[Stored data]

※

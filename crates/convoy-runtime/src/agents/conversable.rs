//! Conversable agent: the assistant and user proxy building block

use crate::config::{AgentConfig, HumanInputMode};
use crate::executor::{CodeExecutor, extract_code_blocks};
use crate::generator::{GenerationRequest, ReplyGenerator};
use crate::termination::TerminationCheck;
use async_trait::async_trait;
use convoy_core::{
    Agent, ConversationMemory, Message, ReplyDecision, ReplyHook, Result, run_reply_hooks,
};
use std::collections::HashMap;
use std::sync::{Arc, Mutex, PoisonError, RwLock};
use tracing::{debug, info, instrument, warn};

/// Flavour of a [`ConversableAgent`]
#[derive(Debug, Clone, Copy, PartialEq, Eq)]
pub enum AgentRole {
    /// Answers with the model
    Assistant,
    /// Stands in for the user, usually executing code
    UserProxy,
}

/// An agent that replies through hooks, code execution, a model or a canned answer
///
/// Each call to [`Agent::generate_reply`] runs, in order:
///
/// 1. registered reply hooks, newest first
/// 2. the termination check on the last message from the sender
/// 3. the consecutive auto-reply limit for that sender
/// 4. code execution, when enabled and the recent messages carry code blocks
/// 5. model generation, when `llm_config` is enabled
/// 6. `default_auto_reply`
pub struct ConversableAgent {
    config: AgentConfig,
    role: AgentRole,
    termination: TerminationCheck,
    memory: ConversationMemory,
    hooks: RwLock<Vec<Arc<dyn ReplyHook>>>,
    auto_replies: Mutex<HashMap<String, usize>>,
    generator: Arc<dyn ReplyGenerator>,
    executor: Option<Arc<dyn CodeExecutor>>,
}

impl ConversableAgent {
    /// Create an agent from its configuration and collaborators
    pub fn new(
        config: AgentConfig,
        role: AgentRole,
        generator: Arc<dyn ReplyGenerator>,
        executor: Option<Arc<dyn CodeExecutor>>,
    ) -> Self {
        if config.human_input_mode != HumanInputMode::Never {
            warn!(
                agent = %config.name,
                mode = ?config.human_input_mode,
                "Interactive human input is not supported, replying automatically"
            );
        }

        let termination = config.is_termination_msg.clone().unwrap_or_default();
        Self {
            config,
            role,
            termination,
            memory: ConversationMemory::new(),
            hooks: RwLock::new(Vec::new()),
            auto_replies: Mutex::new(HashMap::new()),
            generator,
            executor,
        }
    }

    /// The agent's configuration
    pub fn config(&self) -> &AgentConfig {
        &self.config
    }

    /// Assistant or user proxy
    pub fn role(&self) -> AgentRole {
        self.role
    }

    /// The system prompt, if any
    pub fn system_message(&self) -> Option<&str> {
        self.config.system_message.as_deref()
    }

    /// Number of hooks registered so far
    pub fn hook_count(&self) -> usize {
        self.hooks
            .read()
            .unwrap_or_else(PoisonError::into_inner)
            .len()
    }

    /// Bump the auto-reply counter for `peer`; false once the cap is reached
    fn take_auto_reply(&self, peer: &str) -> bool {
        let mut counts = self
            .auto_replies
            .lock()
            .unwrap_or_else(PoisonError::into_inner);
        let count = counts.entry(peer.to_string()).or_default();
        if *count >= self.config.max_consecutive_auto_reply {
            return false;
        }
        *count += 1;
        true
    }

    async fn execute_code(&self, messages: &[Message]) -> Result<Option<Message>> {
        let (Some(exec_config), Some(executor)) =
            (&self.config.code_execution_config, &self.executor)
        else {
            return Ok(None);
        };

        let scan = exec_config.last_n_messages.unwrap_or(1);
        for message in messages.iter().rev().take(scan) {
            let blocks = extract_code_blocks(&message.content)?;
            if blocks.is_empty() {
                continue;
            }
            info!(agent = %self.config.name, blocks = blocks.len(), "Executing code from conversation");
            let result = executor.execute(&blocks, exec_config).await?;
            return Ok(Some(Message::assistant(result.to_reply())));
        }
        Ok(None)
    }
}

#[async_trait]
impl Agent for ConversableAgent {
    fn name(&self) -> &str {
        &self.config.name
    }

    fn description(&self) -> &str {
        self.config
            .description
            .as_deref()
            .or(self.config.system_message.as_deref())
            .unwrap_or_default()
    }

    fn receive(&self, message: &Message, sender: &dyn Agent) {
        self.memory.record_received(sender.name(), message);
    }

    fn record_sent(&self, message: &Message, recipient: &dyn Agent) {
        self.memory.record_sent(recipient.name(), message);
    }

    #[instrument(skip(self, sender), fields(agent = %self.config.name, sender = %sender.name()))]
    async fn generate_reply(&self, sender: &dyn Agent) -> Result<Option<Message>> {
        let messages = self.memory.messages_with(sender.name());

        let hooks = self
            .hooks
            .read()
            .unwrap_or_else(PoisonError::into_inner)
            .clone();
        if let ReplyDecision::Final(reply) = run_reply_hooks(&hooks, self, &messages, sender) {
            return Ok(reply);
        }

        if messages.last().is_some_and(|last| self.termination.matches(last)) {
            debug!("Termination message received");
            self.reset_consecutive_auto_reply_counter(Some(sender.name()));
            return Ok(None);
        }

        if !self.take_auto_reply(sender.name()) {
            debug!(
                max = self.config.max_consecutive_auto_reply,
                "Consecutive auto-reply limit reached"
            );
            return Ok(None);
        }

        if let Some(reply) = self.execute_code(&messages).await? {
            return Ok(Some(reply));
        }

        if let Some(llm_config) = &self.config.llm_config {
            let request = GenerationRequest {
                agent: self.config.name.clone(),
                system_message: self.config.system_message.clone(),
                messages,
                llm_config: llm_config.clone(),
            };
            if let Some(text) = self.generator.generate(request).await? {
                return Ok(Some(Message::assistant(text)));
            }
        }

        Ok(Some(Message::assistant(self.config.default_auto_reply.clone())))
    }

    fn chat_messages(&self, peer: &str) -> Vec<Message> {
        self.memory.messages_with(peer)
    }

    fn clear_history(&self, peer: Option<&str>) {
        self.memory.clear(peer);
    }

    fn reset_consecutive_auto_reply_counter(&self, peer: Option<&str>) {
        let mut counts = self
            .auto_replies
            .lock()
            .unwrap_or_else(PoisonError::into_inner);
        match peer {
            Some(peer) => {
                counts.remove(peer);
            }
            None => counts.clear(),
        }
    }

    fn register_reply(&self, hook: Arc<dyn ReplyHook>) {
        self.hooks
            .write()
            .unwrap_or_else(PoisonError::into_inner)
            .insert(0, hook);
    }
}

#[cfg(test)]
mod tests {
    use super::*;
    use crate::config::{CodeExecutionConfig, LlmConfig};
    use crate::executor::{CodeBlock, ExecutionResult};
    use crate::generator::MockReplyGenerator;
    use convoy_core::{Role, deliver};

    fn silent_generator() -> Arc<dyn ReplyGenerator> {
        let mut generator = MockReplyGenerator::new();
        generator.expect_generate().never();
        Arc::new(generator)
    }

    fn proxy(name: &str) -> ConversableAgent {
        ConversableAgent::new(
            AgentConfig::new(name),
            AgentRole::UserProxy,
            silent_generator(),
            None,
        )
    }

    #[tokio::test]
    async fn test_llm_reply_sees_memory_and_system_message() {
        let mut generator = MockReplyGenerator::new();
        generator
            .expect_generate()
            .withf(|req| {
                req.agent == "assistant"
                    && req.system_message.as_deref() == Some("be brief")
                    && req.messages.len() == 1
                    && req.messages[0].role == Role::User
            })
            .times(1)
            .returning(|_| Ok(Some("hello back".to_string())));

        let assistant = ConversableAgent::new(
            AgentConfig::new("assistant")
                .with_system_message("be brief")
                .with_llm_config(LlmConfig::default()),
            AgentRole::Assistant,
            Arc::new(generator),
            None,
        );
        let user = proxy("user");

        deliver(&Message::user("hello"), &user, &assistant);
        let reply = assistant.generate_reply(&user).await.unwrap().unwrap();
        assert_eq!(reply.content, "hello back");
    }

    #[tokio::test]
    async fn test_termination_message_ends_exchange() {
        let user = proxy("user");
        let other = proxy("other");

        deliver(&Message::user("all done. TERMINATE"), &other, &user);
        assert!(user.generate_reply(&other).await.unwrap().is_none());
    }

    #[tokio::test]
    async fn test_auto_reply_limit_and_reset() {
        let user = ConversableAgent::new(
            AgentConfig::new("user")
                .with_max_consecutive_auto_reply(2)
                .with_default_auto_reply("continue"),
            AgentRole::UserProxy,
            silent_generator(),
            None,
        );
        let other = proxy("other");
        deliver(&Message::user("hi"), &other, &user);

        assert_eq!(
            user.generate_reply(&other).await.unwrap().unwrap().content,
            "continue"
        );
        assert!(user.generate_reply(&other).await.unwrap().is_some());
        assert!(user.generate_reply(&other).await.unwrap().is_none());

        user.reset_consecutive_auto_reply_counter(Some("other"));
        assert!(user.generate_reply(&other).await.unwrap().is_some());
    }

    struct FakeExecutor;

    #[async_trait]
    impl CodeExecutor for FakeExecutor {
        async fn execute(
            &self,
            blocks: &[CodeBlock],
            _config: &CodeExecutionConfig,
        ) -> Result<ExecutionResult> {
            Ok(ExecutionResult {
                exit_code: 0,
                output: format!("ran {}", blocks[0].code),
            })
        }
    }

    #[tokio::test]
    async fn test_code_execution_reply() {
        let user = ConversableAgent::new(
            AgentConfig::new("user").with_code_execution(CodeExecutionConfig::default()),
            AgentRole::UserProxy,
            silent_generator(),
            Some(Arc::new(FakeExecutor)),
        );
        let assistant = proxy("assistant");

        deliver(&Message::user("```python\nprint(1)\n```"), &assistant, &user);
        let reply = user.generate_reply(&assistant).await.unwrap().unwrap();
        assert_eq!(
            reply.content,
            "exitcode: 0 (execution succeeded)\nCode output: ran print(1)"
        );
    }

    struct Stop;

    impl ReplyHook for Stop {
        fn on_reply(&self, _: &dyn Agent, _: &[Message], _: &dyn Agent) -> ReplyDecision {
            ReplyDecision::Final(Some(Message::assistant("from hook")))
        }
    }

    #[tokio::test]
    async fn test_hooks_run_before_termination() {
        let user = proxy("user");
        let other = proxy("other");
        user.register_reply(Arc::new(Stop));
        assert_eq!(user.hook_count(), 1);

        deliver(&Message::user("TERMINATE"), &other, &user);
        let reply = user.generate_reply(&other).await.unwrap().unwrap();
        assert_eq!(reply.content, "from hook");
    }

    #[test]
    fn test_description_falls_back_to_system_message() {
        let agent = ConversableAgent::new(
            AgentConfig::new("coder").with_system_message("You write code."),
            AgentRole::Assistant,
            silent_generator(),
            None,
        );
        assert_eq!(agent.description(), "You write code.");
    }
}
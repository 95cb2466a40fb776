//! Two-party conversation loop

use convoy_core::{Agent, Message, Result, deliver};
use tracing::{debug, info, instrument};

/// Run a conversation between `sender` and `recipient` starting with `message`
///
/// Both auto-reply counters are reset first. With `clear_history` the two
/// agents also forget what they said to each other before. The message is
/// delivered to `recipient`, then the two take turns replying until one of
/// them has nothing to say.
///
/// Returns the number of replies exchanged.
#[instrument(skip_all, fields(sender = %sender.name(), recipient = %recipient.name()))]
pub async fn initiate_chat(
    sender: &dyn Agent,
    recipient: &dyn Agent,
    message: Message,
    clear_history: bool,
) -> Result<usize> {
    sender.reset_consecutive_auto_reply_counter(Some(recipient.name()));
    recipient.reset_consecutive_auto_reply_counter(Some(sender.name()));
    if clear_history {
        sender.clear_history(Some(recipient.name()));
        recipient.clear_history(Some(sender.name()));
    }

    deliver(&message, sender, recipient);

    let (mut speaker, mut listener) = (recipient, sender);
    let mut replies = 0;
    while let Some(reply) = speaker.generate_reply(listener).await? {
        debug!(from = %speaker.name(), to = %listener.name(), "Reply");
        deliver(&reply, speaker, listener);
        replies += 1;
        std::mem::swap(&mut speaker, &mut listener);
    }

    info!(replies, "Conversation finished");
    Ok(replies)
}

※

Counting only lines that contain the word "ConversationMemory", state how many appear in the entries, and add nothing.

3